L’heure est venue de réhabiliter la nation

La nation est en réalité l’espace de la vie humaine qui est en mesure de répondre à tous les défis du 21e siècle y compris l’entretien vertueux d’une méritocratie renouvelée et vivante. Pour éviter les dérives folles de nos élites, celles-ci doivent régulièrement rendre des comptes à la souveraineté populaire. Les expériences humaines contenues dans cette communauté de destin qu’est la nation seront toujours plus grandes qu’une série de diplômes qui n’est qu’une formalisation arbitraire, dans un contexte donné, d’une certaine aptitude à se conformer à une forme de pensée et une forme d’agir.

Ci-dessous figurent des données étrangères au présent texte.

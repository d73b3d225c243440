//! File operations over SMB shares for integration pipelines.
//!
//! [`files::SmbFileOperations`] implements the pipeline-facing
//! [`files::FileOperations`] contract on top of a [`client::ShareClient`].
//! [`files::ShareFileBrowser`] exposes the same adapter to async callers.

pub mod client;
pub mod config;
pub mod errors;
pub mod files;
pub mod session;
//! Async `ShareFileBrowser` tests, including concurrent use of one adapter.

mod common;

use common::{operations, pattern, server, SHARE};
use smbridge_core::files::{FileBrowser, ShareFileBrowser};

#[tokio::test(flavor = "multi_thread", worker_threads = 4)]
async fn concurrent_tasks_share_one_session() {
    let server = server();
    server.create_dir_all(SHARE, "parallel");
    let browser = ShareFileBrowser::new(operations(&server));

    let mut handles = Vec::new();
    for i in 0..16 {
        let browser = browser.clone();
        handles.push(tokio::spawn(async move {
            let path = format!("parallel/file-{i}.bin");
            let data = pattern(1000 + i);
            browser.write_file(&path, &data).await.unwrap();
            let read = browser.read_file(&path).await.unwrap();
            assert!(read == data, "mismatch in {path}");
        }));
    }
    for handle in handles {
        handle.await.unwrap();
    }

    assert_eq!(server.connect_count(), 1);
    assert_eq!(browser.list_dir("parallel").await.unwrap().len(), 16);
}

#[tokio::test]
async fn boxed_browser_round_trip() {
    let server = server();
    let browser: Box<dyn FileBrowser> = Box::new(ShareFileBrowser::new(operations(&server)));

    browser.create_dir_all("exchange/in/2024").await.unwrap();
    browser.write_file("in/2024/data.json", b"{}").await.unwrap();

    assert!(browser.exists("in/2024/data.json").await.unwrap());
    assert!(!browser.exists("in/2024/other.json").await.unwrap());
    assert_eq!(browser.read_file("in/2024/data.json").await.unwrap(), b"{}");
}

#[tokio::test]
async fn close_then_reconnect() {
    let server = server();
    let browser = ShareFileBrowser::new(operations(&server));

    browser.list_dir("").await.unwrap();
    browser.close().await.unwrap();
    browser.list_dir("").await.unwrap();

    assert_eq!(server.connect_count(), 2);
    assert_eq!(server.logoff_count(), 1);
}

La nation est une société complexe soutenable susceptible d’augmenter l’humanité de l’Homme. Elle lui fournit d’abord et avant tout l’accès aux nécessités biologiques, une protection et une identité d’appartenance puis, dans un deuxième temps, une éducation et les moyens d’un possible accomplissement de soi. L’effondrement des sociétés devenues trop complexes démontre toujours leur impossibilité à pourvoir durablement les trois premières fonctions. L’Union Européenne et sa monnaie unique sont entrées dans une hypercomplexité qui ne peut plus fournir une protection biologique, économique et sociale acceptables d’une part, ni une identité d’appartenance dont une communauté de destin a besoin d’autre part. Cette construction fut l’œuvre d’une élite méritocratique pour elle-même, au mépris des peuples. La crise du coronavirus scelle définitivement son effondrement et rend à la nation son espace organique de la civilisation. Les nouvelles élites « renationalisées » sont maintenant tenues de prendre leurs responsabilités sous le contrôle de la souveraineté populaire retrouvée. Les peuples vont vite le faire savoir.